Don’t just order steaks online. Order the best steaks anywhere.

We make it easy for Halifax to order prime steaks online and enjoy them at home. It’s that simple. We’re from Nova Scotia and we’ve spent almost 50 years sourcing and supplying premium beef for restaurants. So, why not do the same thing for people who want the best? Halifax’s finest butcher shop – Chophouse Steaks. And we’re always open online.

All beef selected from the top 2% of the herd or better. We dry-age USDA prime beef in-house. We’re the exclusive local purveyor of Brant Lake Canadian Wagyu. We also carry 100% authentic Japanese Wagyu.

You’ll love the quality. Guaranteed.

So what makes them so amazingly wicked?

Where we get it

We source our premium beef from the best cattle regions in North America, and we go beyond to source Japanese Wagyu beef directly from Gunma Province in Japan. We also only work with producers who are as knowledgeable about beef as we are, because providing ultra-premium quality steaks starts with how the cattle are raised.

What we look for

Nothing short of top-quality. We set the bar at beef that has been graded as the top 2% or better of the entire beef supply. In some cases, it’s as high as .5% of the top 1%. We look at the entire life cycle of the animal from birth to slaughter including living conditions, type of feed in the animal’s diet and other factors that influence the beef’s flavour and texture.

How we cut it

We’ve spent almost 50 years sourcing premium beef and carving it. Our butchers are the best in the business and hand-cut and trim every steak. It’s an eye for detail that makes a huge difference. From the finest striploin steak to beef tenderloin, ribeye steak and the massive tomahawk steak, we do it all to perfection.

Why we do it

Because world-class steak shouldn’t be reserved for steakhouses. And we want people to stop eating mediocre meat. So, we made these premium cuts of beef available online and easily accessible right here in Halifax. You pick it. We package it and deliver throughout the Halifax area.

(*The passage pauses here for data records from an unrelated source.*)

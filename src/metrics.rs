use crate::solver::SearchResult;
use chrono::{DateTime, Utc};
use serde::Serialize;
use std::cmp::Ordering;

/// One strategy run of a simulation.
#[derive(Clone, Debug, PartialEq, Serialize)]
#[serde(rename_all = "camelCase")]
pub struct AlgorithmRun {
    pub algorithm: String,
    #[serde(flatten)]
    pub result: SearchResult,
    pub timestamp: DateTime<Utc>,
}

/// Results of the runs of a single simulation, in the order they finished.
#[derive(Clone, Debug, Default)]
pub struct RunMetrics {
    runs: Vec<AlgorithmRun>,
}

impl RunMetrics {
    pub fn new() -> RunMetrics {
        RunMetrics::default()
    }

    pub fn add_result(&mut self, algorithm: &str, result: SearchResult) {
        self.runs.push(AlgorithmRun {
            algorithm: algorithm.to_owned(),
            result,
            timestamp: Utc::now(),
        });
    }

    pub fn runs(&self) -> &[AlgorithmRun] {
        &self.runs
    }

    pub fn len(&self) -> usize {
        self.runs.len()
    }

    pub fn is_empty(&self) -> bool {
        self.runs.is_empty()
    }

    pub fn clear(&mut self) {
        self.runs.clear();
    }

    pub fn best(&self) -> Option<&AlgorithmRun> {
        best_of_run(&self.runs)
    }
}

/// The successful run with the shortest path, the faster one on equal length. The
/// earliest run wins a complete tie.
pub fn best_of_run(runs: &[AlgorithmRun]) -> Option<&AlgorithmRun> {
    runs.iter()
        .filter(|run| run.result.success)
        .min_by(|a, b| compare_runs(&a.result, &b.result))
}

fn compare_runs(a: &SearchResult, b: &SearchResult) -> Ordering {
    a.path_length
        .cmp(&b.path_length)
        .then_with(|| a.time_elapsed_ms.total_cmp(&b.time_elapsed_ms))
}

It’s easy. It’s simple. You’ll love it!

Browse the beef in our online shop

How does ordering meat online work? It’s easy. And, you won’t find a finer selection anywhere. All you have to do is choose your cut and weight. You can build your own order or pick one of our curated boxes. You can also call our beef gurus and we’ll help you pick the perfect steaks.


Place your order and pick your meat delivery option.

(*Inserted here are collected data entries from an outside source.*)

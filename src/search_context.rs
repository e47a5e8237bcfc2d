//! Per-run search state shared by the frontier-based strategies. Nodes are stored in
//! an [IndexMap] in discovery order so parents can be recorded as plain indices and
//! the discovery index doubles as an insertion-order tie-breaker.
use fxhash::FxBuildHasher;
use indexmap::map::Entry::{Occupied, Vacant};
use indexmap::IndexMap;

use crate::grid::Grid;
use crate::path::reconstruct_path;
use grid_util::Point;
use std::cmp::Ordering;
use std::collections::BinaryHeap;

type FxIndexMap<K, V> = IndexMap<K, V, FxBuildHasher>;

struct SmallestCostHolder {
    estimated_cost: f64,
    cost: f64,
    tie: usize,
    index: usize,
}

impl Eq for SmallestCostHolder {}

impl PartialEq for SmallestCostHolder {
    fn eq(&self, other: &Self) -> bool {
        self.cmp(other) == Ordering::Equal
    }
}

impl PartialOrd for SmallestCostHolder {
    fn partial_cmp(&self, other: &Self) -> Option<Ordering> {
        Some(self.cmp(other))
    }
}

impl Ord for SmallestCostHolder {
    fn cmp(&self, other: &Self) -> Ordering {
        // Reversed so the BinaryHeap pops the smallest estimate first, and among equal
        // estimates the smallest tie-break key.
        other
            .estimated_cost
            .total_cmp(&self.estimated_cost)
            .then_with(|| other.tie.cmp(&self.tie))
            .then_with(|| other.cost.total_cmp(&self.cost))
    }
}

#[derive(Clone, Copy, Debug)]
struct Node {
    parent: usize,
    cost: f64,
    closed: bool,
}

/// Scratch state of a single search run: discovered nodes with their best known cost
/// and parent, plus the priority frontier. Owned by the run and dropped with it.
pub(crate) struct SearchContext {
    nodes: FxIndexMap<Point, Node>,
    to_see: BinaryHeap<SmallestCostHolder>,
}

impl SearchContext {
    /// Creates a context holding only `start` at cost 0 (index 0).
    pub fn new(start: Point) -> SearchContext {
        let mut nodes = FxIndexMap::default();
        nodes.insert(
            start,
            Node {
                parent: usize::MAX,
                cost: 0.0,
                closed: false,
            },
        );
        SearchContext {
            nodes,
            to_see: BinaryHeap::new(),
        }
    }

    pub fn point(&self, index: usize) -> Point {
        self.nodes
            .get_index(index)
            .map(|(p, _)| *p)
            .unwrap_or_else(|| panic!("node index {index} was never discovered"))
    }

    pub fn cost(&self, index: usize) -> f64 {
        self.nodes[index].cost
    }

    pub fn close(&mut self, index: usize) {
        self.nodes[index].closed = true;
    }

    /// Records `p` as reached from `parent` if it has not been seen before and returns
    /// its index. Used by the breadth-first search, which never improves a node.
    pub fn discover(&mut self, parent: usize, p: Point) -> Option<usize> {
        let depth = self.nodes[parent].cost + 1.0;
        match self.nodes.entry(p) {
            Vacant(e) => {
                let index = e.index();
                e.insert(Node {
                    parent,
                    cost: depth,
                    closed: false,
                });
                Some(index)
            }
            Occupied(_) => None,
        }
    }

    /// Lowers the cost of `successor` to `new_cost` via `parent` when that is strictly
    /// better than what is known and the node is not closed. Returns the index of the
    /// node when it was updated. A node keeps its index (and so its tie-break key)
    /// when it is improved, which amounts to an in-place update of the open set.
    pub fn relax(&mut self, parent: usize, successor: Point, new_cost: f64) -> Option<usize> {
        match self.nodes.entry(successor) {
            Vacant(e) => {
                let index = e.index();
                e.insert(Node {
                    parent,
                    cost: new_cost,
                    closed: false,
                });
                Some(index)
            }
            Occupied(mut e) => {
                let node = e.get_mut();
                if node.closed || new_cost >= node.cost {
                    return None;
                }
                node.parent = parent;
                node.cost = new_cost;
                Some(e.index())
            }
        }
    }

    /// Adds a node to the frontier, ordered by `estimated_cost` then `tie`.
    pub fn push(&mut self, index: usize, estimated_cost: f64, tie: usize) {
        let cost = self.nodes[index].cost;
        self.to_see.push(SmallestCostHolder {
            estimated_cost,
            cost,
            tie,
            index,
        });
    }

    /// Pops the best open node. Entries left behind by an improvement, and nodes that
    /// are already closed, are discarded.
    pub fn pop(&mut self) -> Option<usize> {
        while let Some(SmallestCostHolder { cost, index, .. }) = self.to_see.pop() {
            let node = &self.nodes[index];
            if node.closed || cost > node.cost {
                continue;
            }
            return Some(index);
        }
        None
    }

    /// The path from the start to the node at `index`.
    ///
    /// # Panics
    /// If the parent chain does not lead back to the grid's start cell; that means the
    /// search recorded its parents incorrectly.
    pub fn path_to(&self, grid: &Grid, index: usize) -> Vec<Point> {
        let end = self.point(index);
        reconstruct_path(grid, end, |p| {
            self.nodes
                .get(p)
                .and_then(|n| self.nodes.get_index(n.parent))
                .map(|(parent, _)| *parent)
        })
        .unwrap_or_else(|| panic!("parent chain from {end} does not reach the start cell"))
    }
}

#[cfg(test)]
mod tests {
    use super::*;
    use crate::grid::{point, Paint};

    #[test]
    fn pops_smallest_estimate_then_tie() {
        let mut ctx = SearchContext::new(point(0, 0));
        let a = ctx.relax(0, point(0, 1), 2.0).unwrap();
        let b = ctx.relax(0, point(1, 0), 2.0).unwrap();
        let c = ctx.relax(0, point(1, 1), 1.0).unwrap();
        ctx.push(b, 2.0, 9);
        ctx.push(a, 2.0, 3);
        ctx.push(c, 1.0, 50);
        assert_eq!(ctx.pop(), Some(c));
        assert_eq!(ctx.pop(), Some(a));
        assert_eq!(ctx.pop(), Some(b));
        assert_eq!(ctx.pop(), None);
    }

    #[test]
    fn improvement_keeps_index_and_discards_stale_entry() {
        let mut ctx = SearchContext::new(point(0, 0));
        let a = ctx.relax(0, point(0, 1), 5.0).unwrap();
        ctx.push(a, 5.0, a);
        assert_eq!(ctx.relax(0, point(0, 1), 6.0), None);
        assert_eq!(ctx.relax(0, point(0, 1), 3.0), Some(a));
        ctx.push(a, 3.0, a);
        assert_eq!(ctx.pop(), Some(a));
        ctx.close(a);
        assert_eq!(ctx.pop(), None);
        assert_eq!(ctx.relax(0, point(0, 1), 1.0), None);
        assert_eq!(ctx.cost(a), 3.0);
    }

    #[test]
    fn path_to_walks_back_to_start() {
        let mut grid = Grid::new(1, 3);
        grid.set_cell(0, 0, Paint::Start);
        grid.set_cell(0, 2, Paint::End);
        let mut ctx = SearchContext::new(point(0, 0));
        let mid = ctx.discover(0, point(0, 1)).unwrap();
        let end = ctx.discover(mid, point(0, 2)).unwrap();
        assert_eq!(ctx.discover(0, point(0, 1)), None);
        assert_eq!(
            ctx.path_to(&grid, end),
            vec![point(0, 0), point(0, 1), point(0, 2)]
        );
    }
}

  • Delivery within 50km radius of Halifax.
  • Pick-up at our warehouse.
  • Call for special shipping arrangements (outside of delivery area).

Please note. We are an online butcher shop only. We do offer order pick-up at our Halifax warehouse, but we do not have a retail location. Order online or by phone only.


When the steaks are in your hands, treat them right. Place them on a metal baking tray to thaw. Do not cook from frozen…or we’ll come get you. Check out our cooking tips and recipes to help you out. All we want is to ensure you enjoy the perfect steak.

Get a taste of what the world’s best steakhouses are serving.

Thawing Method

Every Chophouse Steaks steak has been flash frozen to lock in the flavour and moisture. Whether it’s our USDA Prime, Dry-aged USDA Prime or Wagyu steaks, proper thawing is as important as proper cooking technique. Don’t mess with perfection. Follow these thawing instructions:
  • Thaw on a dish in the refrigerator in the vacuum-sealed package.
  • Never defrost at room temperature.
  • Never thaw by running under hot water.
  • Smaller items thaw in approximately 24 hrs. Larger items can take 48 – 60 hrs.
  • Steaks can be re-frozen if not removed from vacuum-sealed packaging.

Quick Thawing

If you’re stuck for time, and we mean you have no other choice, you can quick thaw steaks in a sink of cold water. Simply immerse the steaks (we don’t need to tell you to leave them in their vacuum-sealed packages do we?) in the water for approximately 90 minutes.

Cooking tips

  • Always preheat your grill
  • USDA Prime & Dry-aged Prime -Sear on high heat (1 min/side) first. Lower temperature and continue grilling to desired doneness.
  • Canadian & Japanese Wagyu – Do not grill over direct flame unless your fire insurance is paid up. Cook in a cast iron pan on grill or stovetop.
  • Always rest steaks for at least 5 minutes after removing from heat. Internal temperature will rise another 5 – 10 degrees during that time.
  • Use a meat thermometer to check doneness – 110-120F (rare), 120-130F (medium rare), 130-140 (medium)…cooking further to medium-well or well-done is a crime we won’t be part of.
  • Cooking times will vary based on cut and weight (thickness)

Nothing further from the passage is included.